Matthew Hoggard may not have looked like this sort of individual when he bowled South Africa out on Monday, but he is. And that is why I love him. England's 12-wicket hero is a bowlers' bowler in every sense. He is cussed, hard-working, independent, as honest as the day is long and has no time for fools.
This attitude has, and will continue to irritate the "fancy dans" who attempt to control him. But he could not give a stuff, and he is not alone. Stephen Harmison and Andrew Flintoff have not always been popular figures among the England hierarchy but like Hoggard they prefer to do things their own way.
Fast bowlers stick together. They enjoy each other's company and recognise their common goal - to get batsmen out. It does not matter which country's badge is on your shirt. This was highlighted by the fact that Hoggard spent an evening with Allan Donald, the legendary South African fast bowler, three days before the fourth Test. Cricket may have been discussed, but Hoggard said they spent most of the evening talking about the virtues of Castle Lager and wine.
Hoggard will never be the bowler that Donald was, but respect is not gained through the volume of wickets you take, it is earned by giving it your all every time you walk on to a cricket field. Indeed the 28-year-old's match-winning performance in the fourth Test will have been commented on by fellow members of the clan in all corners of the world, but it will not have changed their opinion of him. This is because he had already shown the size of his heart.

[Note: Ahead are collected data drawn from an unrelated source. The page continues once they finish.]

//! Password generation.

use std::fmt;

use rand::Rng;
use tracing::{debug, trace};
use zeroize::Zeroize;

use super::{GenerationError, GenerationOptions, GenerationRequest, charset};

/// A generated password. The buffer is wiped on drop.
pub struct Password(String);

impl Password {
    pub fn as_str(&self) -> &str {
        &self.0
    }

    /// Length in characters.
    pub fn len(&self) -> usize {
        self.0.chars().count()
    }
}

impl fmt::Debug for Password {
    fn fmt(&self, f: &mut fmt::Formatter<'_>) -> fmt::Result {
        f.write_str("Password(<redacted>)")
    }
}

impl Drop for Password {
    fn drop(&mut self) {
        self.0.zeroize();
    }
}

/// Generate one password satisfying every active option.
///
/// Positions are filled strictly in order. For each position the candidates
/// are the alphabet entries that pass the duplicate check and then the
/// sequential check against the previous character; one is drawn uniformly.
/// This is the same distribution as drawing from the full alphabet and
/// redrawing on rejection, but an empty candidate set is detected instead of
/// retried forever.
///
/// With `begin_with_letter`, a non-letter first character is replaced after
/// filling by a letter from the enabled letter classes. The replacement is not
/// checked against the duplicate or sequential policies.
pub fn generate<R: Rng>(
    request: &GenerationRequest,
    rng: &mut R,
) -> Result<Password, GenerationError> {
    let options = &request.options;
    let length = request.length.get();

    let alphabet = charset::build(options);
    if alphabet.is_empty() {
        return Err(GenerationError::NoCharacterSetSelected);
    }
    debug!(length, alphabet_size = alphabet.len(), ?options, "generating password");

    if options.no_duplicate_characters && length > alphabet.len() {
        debug!(length, alphabet_size = alphabet.len(), "length exceeds distinct characters");
        return Err(GenerationError::AlphabetExhausted {
            position: alphabet.len(),
            alphabet_size: alphabet.len(),
        });
    }

    let mut chars = fill(&alphabet, length, options, rng)?;

    if options.begin_with_letter && !chars[0].is_ascii_alphabetic() {
        let letters = charset::letters(options);
        if letters.is_empty() {
            chars.zeroize();
            return Err(GenerationError::NoLettersAvailable);
        }
        chars[0] = letters[rng.random_range(0..letters.len())];
        trace!("replaced leading non-letter");
    }

    let password = Password(chars.iter().collect());
    chars.zeroize();
    debug_assert_eq!(password.len(), length);
    Ok(password)
}

fn fill<R: Rng>(
    alphabet: &[char],
    length: usize,
    options: &GenerationOptions,
    rng: &mut R,
) -> Result<Vec<char>, GenerationError> {
    let mut chars: Vec<char> = Vec::with_capacity(length);
    let mut used = vec![false; alphabet.len()];
    let mut candidates: Vec<usize> = Vec::with_capacity(alphabet.len());

    for position in 0..length {
        let previous = chars.last().copied();

        candidates.clear();
        candidates.extend((0..alphabet.len()).filter(|&i| {
            if options.no_duplicate_characters && used[i] {
                return false;
            }
            !(options.no_sequential_characters
                && previous.is_some_and(|p| is_sequential(p, alphabet[i])))
        }));

        if candidates.is_empty() {
            debug!(position, alphabet_size = alphabet.len(), "no candidate left");
            chars.zeroize();
            return Err(GenerationError::AlphabetExhausted {
                position,
                alphabet_size: alphabet.len(),
            });
        }
        trace!(position, candidates = candidates.len());

        let index = candidates[rng.random_range(0..candidates.len())];
        if options.no_duplicate_characters {
            used[index] = true;
        }
        chars.push(alphabet[index]);
    }

    candidates.zeroize();
    Ok(chars)
}

#[inline]
fn is_sequential(a: char, b: char) -> bool {
    (a as u32).abs_diff(b as u32) == 1
}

"It is nice to be called big-hearted, and for people to realise that I am always prepared to bowl," Hoggard admitted yesterday. "But I am playing for my country. I am doing what I wanted to do as a young boy. I am living my boyhood dreams and you shouldn't need more incentive than that. Stephen Harmison and Andrew Flintoff would run through brick walls for you, and it is a trait that most fast bowlers have."
Unlike a couple of recent England fast bowlers - Darren Gough and Dominic Cork - Michael Vaughan will not have to worry about the adulation going to Hoggard's head. England's unlikely hero is happier taking his dogs for a walk than appearing on television, and he would rather go for a pint at his local pub than receive the five-star treatment at a posh restaurant.

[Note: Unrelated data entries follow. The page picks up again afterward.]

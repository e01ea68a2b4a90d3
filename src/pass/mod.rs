//! Password generation and output.

pub mod charset;
mod error;
mod generate;
mod options;
pub mod output;

pub use error::GenerationError;
pub use generate::{Password, generate};
pub use options::{DEFAULT_LENGTH, GenerationOptions, GenerationRequest};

"It's always nice to get the accolades when you have done well," he said. "But I don't really enjoy being in the spotlight. It is not that I don't want to do well but I quite like to keep myself to myself and go about my business quietly."
I happened to knock into him yesterday morning as I was wandering around the Sandton City shopping centre in Johannesburg. After a heavy night celebrating Hoggard did not look at his best. It was hard to believe he was the man who had just taken 7 for 61 and bowled England to a breathtaking 77-run victory. Unshaven, and with his hair all over the place, I congratulated him before enquiring where he was going. "For Kentucky Fried Chicken," he said. "I am in need of some grease." And off he went.
Hoggard told me in an interview with The Independent before the fourth Test how pleased he was with the way he was bowling and during England's win everything about his game looked easy. Unlike Harmison, he was not straining to get to the crease and the ball came out of his hand beautifully.
"When you have that sort of rhythm you are just trying to stay in that bubble and keep on bowling," he explained yesterday. "Sometimes when you find a good rhythm and you are putting the ball in the right areas you then try and go that extra bit further and try and bowl magic balls. You try and ball bowls that pitch leg and hit off and this is when you start to bowl badly again.
"In the past I have done this. I have tended to get a bit excited and have tried to get the batsman out, but I had Vaughny at mid-off telling me not to get bored and to keep on aiming for off-stump and that helped. I just tried to get the ball in the right area and let the wicket do the work."
Michael Vaughan must have been a bowler in a previous life.